Stored items
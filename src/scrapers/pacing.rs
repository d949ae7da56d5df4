//! Jittered delays between requests to the same source.

use std::time::Duration;

use rand::Rng;

/// Jitter a base delay by a uniform offset in [-1, +2] seconds, then clamp.
pub fn jitter_delay(base: f64, min: f64, max: f64) -> f64 {
    let jittered = base + rand::rng().random_range(-1.0..=2.0);
    jittered.max(min).min(max).max(0.0)
}

/// Per-source pacing applied after each successful fetch.
#[derive(Debug, Clone, Copy, PartialEq)]
pub struct Pacing {
    base: f64,
    min: f64,
    max: f64,
}

impl Pacing {
    pub fn new(base: f64, min: f64, max: f64) -> Self {
        Self { base, min, max }
    }

    /// No delay at all.
    pub fn disabled() -> Self {
        Self::new(0.0, 0.0, 0.0)
    }

    /// Delay to apply after the next fetch. A zero base disables pacing.
    pub fn next_delay(&self) -> Option<Duration> {
        if self.base <= 0.0 {
            return None;
        }
        let secs = jitter_delay(self.base, self.min, self.max);
        (secs > 0.0).then(|| Duration::from_secs_f64(secs))
    }

    pub async fn pause(&self) {
        if let Some(delay) = self.next_delay() {
            tokio::time::sleep(delay).await;
        }
    }
}

#[cfg(test)]
mod tests {
    use super::*;

    #[test]
    fn test_jitter_respects_bounds() {
        for _ in 0..200 {
            let d = jitter_delay(3.0, 2.0, 7.0);
            assert!((2.0..=5.0).contains(&d), "delay {} out of range", d);
        }
        // Clamped up to the minimum when the base is tiny.
        for _ in 0..50 {
            assert!(jitter_delay(0.1, 2.0, 7.0) >= 2.0);
        }
        // Clamped down to the maximum when the base is large.
        for _ in 0..50 {
            assert_eq!(jitter_delay(30.0, 2.0, 7.0), 7.0);
        }
    }

    #[test]
    fn test_zero_base_disables_pacing() {
        assert!(Pacing::new(0.0, 2.0, 7.0).next_delay().is_none());
        assert!(Pacing::disabled().next_delay().is_none());
        let delay = Pacing::new(3.0, 2.0, 7.0).next_delay().unwrap();
        assert!(delay >= Duration::from_secs(2));
    }
}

Exercise: Output each line of the records above exactly.

The completed task:
filename src/scrapers/pacing.rs
repository d949ae7da56d5df4
//! Jittered delays between requests to the same source.

use std::time::Duration;

use rand::Rng;

/// Jitter a base delay by a uniform offset in [-1, +2] seconds, then clamp.
pub fn jitter_delay(base: f64, min: f64, max: f64) -> f64 {
    let jittered = base + rand::rng().random_range(-1.0..=2.0);
    jittered.max(min).min(max).max(0.0)
}

/// Per-source pacing applied after each successful fetch.
#[derive(Debug, Clone, Copy, PartialEq)]
pub struct Pacing {
    base: f64,
    min: f64,
    max: f64,
}

impl Pacing {
    pub fn new(base: f64, min: f64, max: f64) -> Self {
        Self { base, min, max }
    }

    /// No delay at all.
    pub fn disabled() -> Self {
        Self::new(0.0, 0.0, 0.0)
    }

    /// Delay to apply after the next fetch. A zero base disables pacing.
    pub fn next_delay(&self) -> Option<Duration> {
        if self.base <= 0.0 {
            return None;
        }
        let secs = jitter_delay(self.base, self.min, self.max);
        (secs > 0.0).then(|| Duration::from_secs_f64(secs))
    }

    pub async fn pause(&self) {
        if let Some(delay) = self.next_delay() {
            tokio::time::sleep(delay).await;
        }
    }
}

#[cfg(test)]
mod tests {
    use super::*;

    #[test]
    fn test_jitter_respects_bounds() {
        for _ in 0..200 {
            let d = jitter_delay(3.0, 2.0, 7.0);
            assert!((2.0..=5.0).contains(&d), "delay {} out of range", d);
        }
        // Clamped up to the minimum when the base is tiny.
        for _ in 0..50 {
            assert!(jitter_delay(0.1, 2.0, 7.0) >= 2.0);
        }
        // Clamped down to the maximum when the base is large.
        for _ in 0..50 {
            assert_eq!(jitter_delay(30.0, 2.0, 7.0), 7.0);
        }
    }

    #[test]
    fn test_zero_base_disables_pacing() {
        assert!(Pacing::new(0.0, 2.0, 7.0).next_delay().is_none());
        assert!(Pacing::disabled().next_delay().is_none());
        let delay = Pacing::new(3.0, 2.0, 7.0).next_delay().unwrap();
        assert!(delay >= Duration::from_secs(2));
    }
}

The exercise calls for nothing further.